Shiho, ortaokuldaki ilk yılından önceki yaz seks yaptı. “İlk düşüncem,” diye düşünüyor Ruri, “Lolita fetişi olan bir sapık tarafından ondan faydalanılmış olmasıydı.” Ama Shiho konuşmaya başladığında, Ruri onun açık sözlü ve organik zevk ve kontrol duygusuyla büyülenir.
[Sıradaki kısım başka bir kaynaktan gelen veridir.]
//! Damage application and slow effects.

use hecs::{Entity, World};

use bulwark_core::components::{Health, RouteFollower};

use crate::timers::{TimerAction, TimerQueue};

/// Apply `amount` damage to a unit, flooring health at zero.
///
/// Returns true exactly once, on the hit that kills the unit. Damage
/// against an already-dead unit is a no-op.
pub fn apply_damage(world: &mut World, entity: Entity, amount: f64) -> bool {
    let Ok(health) = world.query_one_mut::<&mut Health>(entity) else {
        return false;
    };
    if !health.alive {
        return false;
    }
    health.current = (health.current - amount).max(0.0);
    if health.current <= 0.0 {
        health.alive = false;
        return true;
    }
    false
}

/// Apply a slow effect to a unit: multiply its speed by `factor` and
/// schedule restoration after `duration_ms` of virtual time.
///
/// Slows never stack. Reapplying to an already-slowed unit is a
/// no-op: neither the factor nor the pending expiry changes. Returns
/// true if the unit transitioned from unslowed to slowed.
pub fn apply_slow(
    world: &mut World,
    timers: &mut TimerQueue,
    entity: Entity,
    factor: f64,
    duration_ms: f64,
    now_ms: f64,
) -> bool {
    let Ok((follower, health)) = world.query_one_mut::<(&mut RouteFollower, &Health)>(entity)
    else {
        return false;
    };
    if !health.alive || follower.slowed {
        return false;
    }

    follower.current_speed = follower.base_speed * factor;
    follower.slowed = true;
    timers.schedule(now_ms + duration_ms, entity, TimerAction::RestoreSpeed);
    true
}

/// Restore a slowed unit's speed to its base value. Skipped when the
/// unit has died in the meantime.
pub fn restore_speed(world: &mut World, entity: Entity) {
    let Ok((follower, health)) = world.query_one_mut::<(&mut RouteFollower, &Health)>(entity)
    else {
        return;
    };
    if !health.alive {
        return;
    }
    follower.current_speed = follower.base_speed;
    follower.slowed = false;
}
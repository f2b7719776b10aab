//! Enumeration types used throughout the simulation.

use serde::{Deserialize, Serialize};

/// Per-frame outcome of the simulation step.
#[derive(Debug, Clone, Copy, Default, PartialEq, Eq, Serialize, Deserialize)]
pub enum WaveStatus {
    /// Wave in progress: units spawning, moving, or dying.
    #[default]
    Active,
    /// Every unit spawned and cleared while the objective still stands.
    /// Terminal for this wave.
    WaveCleared,
    /// The objective was destroyed. Terminal for the whole run.
    ObjectiveLost,
}

/// Tower archetype.
#[derive(Debug, Clone, Copy, Default, PartialEq, Eq, Hash, Serialize, Deserialize)]
pub enum TowerKind {
    /// Cheap, fast-firing, short range.
    #[default]
    Basic,
    /// Higher damage and longer range, slower fire rate.
    Archer,
    /// Highest damage, slowest fire rate, splash damage on impact.
    Cannon,
    /// Fires no projectiles; pulses a slow effect on units in range.
    Wall,
}
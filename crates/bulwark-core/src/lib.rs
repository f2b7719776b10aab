//! Core types and definitions for the Bulwark combat simulation.
//!
//! This crate defines the vocabulary shared across the workspace:
//! components, route geometry, enums, events, snapshot views, and
//! constants. It has no dependency on any runtime framework.

pub mod components;
pub mod constants;
pub mod enums;
pub mod events;
pub mod route;
pub mod state;
pub mod types;

#[cfg(test)]
mod tests;
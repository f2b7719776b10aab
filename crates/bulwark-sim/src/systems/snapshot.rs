//! Snapshot building — flattens the world into a `WaveSnapshot`.

use hecs::{Entity, World};

use bulwark_core::components::{Health, MobId, RouteFollower, Tower};
use bulwark_core::enums::WaveStatus;
use bulwark_core::events::SimEvent;
use bulwark_core::state::{ObjectiveView, ProjectileView, TowerView, UnitView, WaveSnapshot};
use bulwark_core::types::{Position, SimTime};

use super::wave_scheduler::WaveScheduler;
use crate::engine::ObjectiveState;
use crate::systems::projectile::Projectile;

/// Build the complete visible state for one frame. Entity lists are
/// walked in spawn order so view ordering is stable across frames.
#[allow(clippy::too_many_arguments)]
pub fn build_snapshot(
    world: &World,
    time: SimTime,
    status: WaveStatus,
    objective: &ObjectiveState,
    scheduler: &WaveScheduler,
    units: &[Entity],
    projectiles: &[Entity],
    towers: &[Entity],
    events: Vec<SimEvent>,
) -> WaveSnapshot {
    let mut unit_views = Vec::with_capacity(units.len());
    let mut alive_count = 0;
    for &unit in units {
        let Ok(mut query) =
            world.query_one::<(&MobId, &Position, &RouteFollower, &Health)>(unit)
        else {
            continue;
        };
        if let Some((id, position, follower, health)) = query.get() {
            if health.alive {
                alive_count += 1;
            }
            unit_views.push(UnitView {
                id: id.0,
                position: position.0,
                progress: follower.progress,
                health: health.current,
                max_health: health.max,
                alive: health.alive,
                slowed: follower.slowed,
            });
        }
    }

    let mut projectile_views = Vec::with_capacity(projectiles.len());
    for &entity in projectiles {
        let Ok(mut query) = world.query_one::<(&Position, &Projectile)>(entity) else {
            continue;
        };
        if let Some((position, projectile)) = query.get() {
            projectile_views.push(ProjectileView {
                position: position.0,
                splash_radius: projectile.splash_radius,
            });
        }
    }

    let now_ms = time.elapsed_ms;
    let mut tower_views = Vec::with_capacity(towers.len());
    for &entity in towers {
        let Ok(mut query) = world.query_one::<(&Position, &Tower)>(entity) else {
            continue;
        };
        if let Some((position, tower)) = query.get() {
            let cooldown_remaining_ms = match tower.last_fired_ms {
                None => 0.0,
                Some(t) => (tower.cooldown_ms - (now_ms - t)).max(0.0),
            };
            tower_views.push(TowerView {
                position: position.0,
                kind: tower.kind,
                cooldown_remaining_ms,
            });
        }
    }

    WaveSnapshot {
        time,
        status,
        objective: ObjectiveView {
            hp: objective.hp,
            max_hp: objective.max_hp,
        },
        units: unit_views,
        projectiles: projectile_views,
        towers: tower_views,
        spawned: scheduler.spawned(),
        total_to_spawn: scheduler.total(),
        remaining: scheduler.remaining(alive_count),
        events,
    }
}
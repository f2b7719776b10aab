//! Fundamental geometric and simulation types.

use glam::DVec2;
use serde::{Deserialize, Serialize};

/// 2D position in world units (pixel-scale Cartesian, y increases downward).
#[derive(Debug, Clone, Copy, Default, PartialEq, Serialize, Deserialize)]
pub struct Position(pub DVec2);

impl Position {
    pub fn new(x: f64, y: f64) -> Self {
        Self(DVec2::new(x, y))
    }

    /// Euclidean distance to another position.
    pub fn distance_to(&self, other: &Position) -> f64 {
        self.0.distance(other.0)
    }
}

/// Virtual simulation clock, advanced by the per-frame delta.
///
/// All cooldowns, timers, and the spawn cadence are measured against
/// this clock, never against wall time.
#[derive(Debug, Clone, Copy, Default, Serialize, Deserialize)]
pub struct SimTime {
    /// Number of completed frames.
    pub frame: u64,
    /// Elapsed virtual time in milliseconds.
    pub elapsed_ms: f64,
}

impl SimTime {
    /// Record one frame of `delta_ms` virtual milliseconds.
    pub fn advance(&mut self, delta_ms: f64) {
        self.frame += 1;
        self.elapsed_ms += delta_ms;
    }
}
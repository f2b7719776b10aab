//! Tests for route geometry, core types, and serde round-trips.

use glam::DVec2;
use rand::{Rng, SeedableRng};
use rand_chacha::ChaCha8Rng;

use crate::enums::{TowerKind, WaveStatus};
use crate::events::SimEvent;
use crate::route::Route;
use crate::state::WaveSnapshot;
use crate::types::{Position, SimTime};

// ---- Route geometry ----

fn l_route() -> Route {
    Route::new(vec![
        DVec2::new(0.0, 0.0),
        DVec2::new(100.0, 0.0),
        DVec2::new(100.0, 100.0),
    ])
}

#[test]
fn test_route_total_length() {
    assert!((l_route().total_length() - 200.0).abs() < 1e-10);
}

#[test]
fn test_route_endpoints_exact() {
    let route = l_route();
    assert_eq!(route.point_at_progress(0.0), DVec2::new(0.0, 0.0));
    assert_eq!(route.point_at_progress(1.0), DVec2::new(100.0, 100.0));
    // Out-of-range t clamps to the endpoints.
    assert_eq!(route.point_at_progress(-0.5), DVec2::new(0.0, 0.0));
    assert_eq!(route.point_at_progress(2.0), DVec2::new(100.0, 100.0));
}

#[test]
fn test_route_midpoint_lands_on_corner() {
    // Half of 200 units of arc length is exactly the corner.
    let p = l_route().point_at_progress(0.5);
    assert!((p.x - 100.0).abs() < 1e-10);
    assert!(p.y.abs() < 1e-10);
}

#[test]
fn test_route_interpolates_within_segment() {
    let p = l_route().point_at_progress(0.25);
    assert!((p.x - 50.0).abs() < 1e-10);
    assert!(p.y.abs() < 1e-10);
}

/// Distance from `p` to the segment a-b.
fn point_segment_distance(p: DVec2, a: DVec2, b: DVec2) -> f64 {
    let ab = b - a;
    let len_sq = ab.length_squared();
    if len_sq == 0.0 {
        return p.distance(a);
    }
    let t = ((p - a).dot(ab) / len_sq).clamp(0.0, 1.0);
    p.distance(a + ab * t)
}

#[test]
fn test_route_points_lie_on_polyline() {
    // Random routes, random progress values: every query must land
    // on one of the segments.
    let mut rng = ChaCha8Rng::seed_from_u64(7);
    for _ in 0..50 {
        let n = rng.gen_range(2..8);
        let waypoints: Vec<DVec2> = (0..n)
            .map(|_| DVec2::new(rng.gen_range(-500.0..500.0), rng.gen_range(-500.0..500.0)))
            .collect();
        let route = Route::new(waypoints.clone());

        for _ in 0..20 {
            let t: f64 = rng.gen_range(0.0..=1.0);
            let p = route.point_at_progress(t);
            let min_dist = waypoints
                .windows(2)
                .map(|w| point_segment_distance(p, w[0], w[1]))
                .fold(f64::INFINITY, f64::min);
            assert!(
                min_dist < 1e-6,
                "point at t={t} is {min_dist} off the polyline"
            );
        }
    }
}

#[test]
fn test_route_degenerate_single_waypoint() {
    let route = Route::new(vec![DVec2::new(42.0, 7.0)]);
    assert_eq!(route.total_length(), 0.0);
    assert_eq!(route.point_at_progress(0.0), DVec2::new(42.0, 7.0));
    assert_eq!(route.point_at_progress(0.5), DVec2::new(42.0, 7.0));
    assert_eq!(route.point_at_progress(1.0), DVec2::new(42.0, 7.0));
}

#[test]
fn test_route_degenerate_empty() {
    let route = Route::new(Vec::new());
    assert_eq!(route.total_length(), 0.0);
    assert_eq!(route.point_at_progress(0.5), DVec2::ZERO);
}

#[test]
fn test_route_skips_zero_length_segments() {
    // Duplicate waypoint in the middle must not break interpolation.
    let route = Route::new(vec![
        DVec2::new(0.0, 0.0),
        DVec2::new(100.0, 0.0),
        DVec2::new(100.0, 0.0),
        DVec2::new(200.0, 0.0),
    ]);
    assert!((route.total_length() - 200.0).abs() < 1e-10);
    let p = route.point_at_progress(0.75);
    assert!((p.x - 150.0).abs() < 1e-10);
}

// ---- Position ----

#[test]
fn test_position_distance() {
    let a = Position::new(0.0, 0.0);
    let b = Position::new(3.0, 4.0);
    assert!((a.distance_to(&b) - 5.0).abs() < 1e-10);
}

// ---- SimTime ----

#[test]
fn test_sim_time_advance() {
    let mut time = SimTime::default();
    assert_eq!(time.frame, 0);
    assert_eq!(time.elapsed_ms, 0.0);

    for _ in 0..60 {
        time.advance(16.0);
    }
    assert_eq!(time.frame, 60);
    assert!((time.elapsed_ms - 960.0).abs() < 1e-10);
}

// ---- Serde ----

#[test]
fn test_wave_status_serde() {
    let variants = vec![
        WaveStatus::Active,
        WaveStatus::WaveCleared,
        WaveStatus::ObjectiveLost,
    ];
    for v in variants {
        let json = serde_json::to_string(&v).unwrap();
        let back: WaveStatus = serde_json::from_str(&json).unwrap();
        assert_eq!(v, back);
    }
}

#[test]
fn test_tower_kind_serde() {
    let variants = vec![
        TowerKind::Basic,
        TowerKind::Archer,
        TowerKind::Cannon,
        TowerKind::Wall,
    ];
    for v in variants {
        let json = serde_json::to_string(&v).unwrap();
        let back: TowerKind = serde_json::from_str(&json).unwrap();
        assert_eq!(v, back);
    }
}

#[test]
fn test_sim_event_serde() {
    let events = vec![
        SimEvent::UnitSpawned { unit_id: 3 },
        SimEvent::UnitKilled {
            unit_id: 3,
            position: DVec2::new(10.0, 20.0),
        },
        SimEvent::UnitArrived {
            unit_id: 4,
            objective_hp: 19,
        },
        SimEvent::TowerFired {
            tower_index: 0,
            target_id: 3,
        },
        SimEvent::SlowApplied { unit_id: 5 },
        SimEvent::WaveCleared,
        SimEvent::ObjectiveDestroyed,
    ];
    for event in &events {
        let json = serde_json::to_string(event).unwrap();
        let back: SimEvent = serde_json::from_str(&json).unwrap();
        assert_eq!(json, serde_json::to_string(&back).unwrap());
    }
}

#[test]
fn test_snapshot_serde() {
    let snapshot = WaveSnapshot::default();
    let json = serde_json::to_string(&snapshot).unwrap();
    let back: WaveSnapshot = serde_json::from_str(&json).unwrap();
    assert_eq!(snapshot.time.frame, back.time.frame);
    assert_eq!(snapshot.status, back.status);
    assert!(
        json.len() < 1024,
        "Empty snapshot should be <1KB, was {} bytes",
        json.len()
    );
}

#[test]
fn test_route_serde_preserves_lengths() {
    let route = l_route();
    let json = serde_json::to_string(&route).unwrap();
    let back: Route = serde_json::from_str(&json).unwrap();
    assert!((back.total_length() - route.total_length()).abs() < 1e-10);
    assert_eq!(back.point_at_progress(0.5), route.point_at_progress(0.5));
}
Shiho bu tabiri kullandıktan sonra Ruri, “Birinin derisine girmek istemek” diye düşünüyor. “Böyle bir şey hiç aklıma gelmemişti. Diğer kızlar, erkekleri kendi istekleriyle öpüyormuş gibi görünmüyorlardı. Daha çok, bir öpücüğe maruz kaldıklarından hepsinin farkında olduklarını ve büyüdüklerini kendilerine kanıtlamak istiyorlardı.”
Ginny Tapley Takemori tarafından Japonca’dan yapılan bu çeviride Murata’nın düzyazısı genellikle o kadar havalı ki içinde bir şişe şarap soğutabilirsiniz. “Vücut Büyüsü” daha sıcak ve daha inceliklidir. Büyük zaman kibirlerine gerçekten ihtiyacı olup olmadığını merak etmemi sağladı.